The crowd influence on officials - a subconscious bias

Starting with the referees (a favorite of sports fans everywhere!), there is a real perception, true or not, that visiting teams are often ‘robbed’ by referee decisions. It turns out this is not a perception without some merit.  Studies have found, for example, that visiting teams in ice-hockey and basketball concede more penalties and have more players sent off for foul play than the home team.

It's also been found that the discrepancy in penalties awarded to visiting and home teams increases as the crowd increases in size.  And that when two London teams play football against each other, thus reducing the "unevenness" of crowd support, the discrepancy is reduced, suggesting that this may be the influence of the crowd on the referee. Even the most neutral and professional referee, with no intention of cheating can be swayed by the cheers or boos of a crowd.

For example, one study had football referees make judgments based on video footage of obvious foul play, but some refs watched without sound, while others watched with full sound, including crowd reactions to fouls. It turns out that with the sound, the referee is more likely to be swayed towards what the crowd is calling for - fewer free-kicks to away teams, more to home teams, no foul when the home team is guilty.  This is summarized in the figure below. And this is just on a TV screen, away from the cauldron of pressure of real-time action, where the crowd may have even more influence.

Further supporting this idea is that in the Olympic Games, the host country often wins significantly more medals, but most of them come in the subjectively scored events (ice-skating, gymnastics etc).  Given the football referee study, it's not difficult to see how a rapturous cheering crowd might be worth half a point here and there to a judge, despite their best efforts to block out crowd factors!

I must point out that there is other possible reasons why visiting teams are penalized more.
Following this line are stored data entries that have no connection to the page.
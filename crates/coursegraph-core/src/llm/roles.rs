//! Model-backed adjudication and community summaries
//!
//! Both wrap any [`StructuredCompletion`], so they run against
//! [`super::LlmClient`] in production and scripted clients in tests.

use std::sync::Arc;

use async_trait::async_trait;
use serde::Deserialize;
use serde_json::{Value, json};
use tracing::debug;

use crate::domain::knowledge::{
    AdjudicationOutcome, AdjudicationSubject, Adjudicator, CommunityMember, CommunitySummarizer,
    StructuredCompletion, Verdict,
};
use crate::error::{Error, Result};

/// Decides gray-band and cross-type entity pairs
pub struct LlmAdjudicator {
    client: Arc<dyn StructuredCompletion>,
}

impl LlmAdjudicator {
    pub fn new(client: Arc<dyn StructuredCompletion>) -> Self {
        Self { client }
    }
}

#[derive(Debug, Deserialize)]
struct AdjudicationResponse {
    verdict: String,
    #[serde(default)]
    justification: String,
}

fn adjudication_schema() -> Value {
    json!({
        "type": "object",
        "properties": {
            "verdict": {"type": "string", "enum": ["MERGE", "DISTINCT", "UNDECIDED"]},
            "justification": {"type": "string"}
        },
        "required": ["verdict", "justification"]
    })
}

fn describe(subject: &AdjudicationSubject) -> String {
    if subject.description.is_empty() {
        format!("{} ({})", subject.name, subject.entity_type)
    } else {
        format!("{} ({}): {}", subject.name, subject.entity_type, subject.description)
    }
}

#[async_trait]
impl Adjudicator for LlmAdjudicator {
    async fn adjudicate(
        &self,
        a: &AdjudicationSubject,
        b: &AdjudicationSubject,
    ) -> Result<AdjudicationOutcome> {
        let prompt = format!(
            r#"{system}

A: {a}
B: {b}

Answer MERGE only if A and B name the same thing in a distributed-systems course.
Answer DISTINCT if they differ, and UNDECIDED if the descriptions are not enough to tell."#,
            system = ADJUDICATION_SYSTEM_PROMPT,
            a = describe(a),
            b = describe(b),
        );

        let value = self.client.complete(&prompt, &adjudication_schema()).await?;
        let response: AdjudicationResponse = serde_json::from_value(value)
            .map_err(|e| Error::SchemaViolation(format!("Bad adjudication reply: {}", e)))?;

        let verdict = match response.verdict.trim().to_uppercase().as_str() {
            "MERGE" => Verdict::Merge,
            "DISTINCT" => Verdict::Distinct,
            _ => Verdict::Undecided,
        };
        debug!(a = %a.name, b = %b.name, verdict = ?verdict, "Adjudicated pair");
        Ok(AdjudicationOutcome {
            verdict,
            justification: response.justification,
        })
    }
}

/// Writes community summaries from member descriptions
pub struct LlmSummarizer {
    client: Arc<dyn StructuredCompletion>,
}

impl LlmSummarizer {
    pub fn new(client: Arc<dyn StructuredCompletion>) -> Self {
        Self { client }
    }
}

#[derive(Debug, Deserialize)]
struct SummaryResponse {
    summary: String,
}

#[async_trait]
impl CommunitySummarizer for LlmSummarizer {
    async fn summarize(&self, members: &[CommunityMember]) -> Result<String> {
        let listing = members
            .iter()
            .map(|m| {
                if m.description.is_empty() {
                    format!("- {} ({})", m.name, m.entity_type)
                } else {
                    format!("- {} ({}): {}", m.name, m.entity_type, m.description)
                }
            })
            .collect::<Vec<_>>()
            .join("\n");
        let prompt = format!(
            "{system}\n\nMEMBERS:\n{listing}",
            system = SUMMARY_SYSTEM_PROMPT,
        );
        let schema = json!({
            "type": "object",
            "properties": {"summary": {"type": "string"}},
            "required": ["summary"]
        });

        let value = self.client.complete(&prompt, &schema).await?;
        let response: SummaryResponse = serde_json::from_value(value)
            .map_err(|e| Error::SchemaViolation(format!("Bad summary reply: {}", e)))?;
        let summary = response.summary.trim();
        if summary.is_empty() {
            return Err(Error::SchemaViolation("Empty summary".to_string()));
        }
        Ok(summary.to_string())
    }
}

const ADJUDICATION_SYSTEM_PROMPT: &str = "You decide whether two extracted entities refer to the same concept. Prefer DISTINCT when unsure.";

const SUMMARY_SYSTEM_PROMPT: &str = r#"You summarize a cluster of related course concepts.

Write two or three sentences naming the shared theme and how the members relate.
Use only the descriptions given."#;

#[cfg(test)]
mod tests {
    use super::*;
    use crate::domain::knowledge::EntityType;
    use std::sync::Mutex;

    struct Canned {
        reply: Value,
        prompts: Mutex<Vec<String>>,
    }

    #[async_trait]
    impl StructuredCompletion for Canned {
        async fn complete(&self, prompt: &str, _schema: &Value) -> Result<Value> {
            self.prompts.lock().expect("lock").push(prompt.to_string());
            Ok(self.reply.clone())
        }
    }

    fn canned(reply: Value) -> Arc<Canned> {
        Arc::new(Canned {
            reply,
            prompts: Mutex::new(Vec::new()),
        })
    }

    fn subject(name: &str, entity_type: EntityType) -> AdjudicationSubject {
        AdjudicationSubject {
            name: name.to_string(),
            entity_type,
            description: String::new(),
        }
    }

    #[tokio::test]
    async fn test_adjudicator_parses_verdicts() {
        let client = canned(json!({"verdict": "merge", "justification": "same algorithm"}));
        let adjudicator = LlmAdjudicator::new(client.clone());
        let outcome = adjudicator
            .adjudicate(&subject("Multi-Paxos", EntityType::Protocol), &subject("multi paxos", EntityType::Algorithm))
            .await
            .expect("adjudicate");
        assert_eq!(outcome.verdict, Verdict::Merge);
        assert!(client.prompts.lock().expect("lock")[0].contains("Multi-Paxos (PROTOCOL)"));

        let adjudicator = LlmAdjudicator::new(canned(json!({"verdict": "maybe", "justification": ""})));
        let outcome = adjudicator
            .adjudicate(&subject("a", EntityType::Concept), &subject("b", EntityType::Concept))
            .await
            .expect("adjudicate");
        assert_eq!(outcome.verdict, Verdict::Undecided);
    }

    #[tokio::test]
    async fn test_adjudicator_rejects_malformed_reply() {
        let adjudicator = LlmAdjudicator::new(canned(json!({"answer": "yes"})));
        let result = adjudicator
            .adjudicate(&subject("a", EntityType::Concept), &subject("b", EntityType::Concept))
            .await;
        assert!(matches!(result, Err(Error::SchemaViolation(_))));
    }

    #[tokio::test]
    async fn test_summarizer_lists_members() {
        let client = canned(json!({"summary": "  Consensus protocols.  "}));
        let summarizer = LlmSummarizer::new(client.clone());
        let members = vec![CommunityMember {
            name: "Raft".to_string(),
            entity_type: EntityType::Algorithm,
            description: "Leader-based consensus".to_string(),
        }];
        assert_eq!(summarizer.summarize(&members).await.expect("summary"), "Consensus protocols.");
        assert!(client.prompts.lock().expect("lock")[0].contains("- Raft (ALGORITHM): Leader-based consensus"));

        let empty = LlmSummarizer::new(canned(json!({"summary": " "})));
        assert!(empty.summarize(&members).await.is_err());
    }
}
One is that the "hostile environment" of the away arena produces a “victim” or “us against the world” attitude that sees visiting teams play more aggressively than they would otherwise.  This has in fact been documented for visiting teams, and, on occasion, for home teams, depending on the context of the match and the crowd behavior.

Also, the home team is often more aggressive and dominates play (defending their territory, perhaps), forcing the opposition to concede penalties as a result of applied pressure.  One analysis of decisions in the NHL found no difference in mistakes between home and away teams, suggesting that the penalty discrepancy may be justified (I am not quite sure how to reconcile that with the football study above, where the refs were making different judgments of fouls simply because of sound...)

Crowd influence on players - motivation, desire and anxiety

Harder to measure, but possibly as significant, is the effect of crowd support on player motivation and effort.  Certainly, sport is filled with testimonies of players who find "something extra", who raise their level because they're at home.  I guess one needs to be careful about taking a collection of testimonies and saying they are evidence (the plural of anecdote is not evidence!), especially because linking these factors to performance is very difficult.

But there's no question that "psychology" (an incredibly broad term) plays a role in sports performance.  But the sword may cut both ways when it comes to home-ground advantage.  A visiting team, with the odds against them, may well perform better than at home because of the desire to silence the crowd, and because of the added prestige of beating a team in their own country - I've experienced this with the SA Sevens side.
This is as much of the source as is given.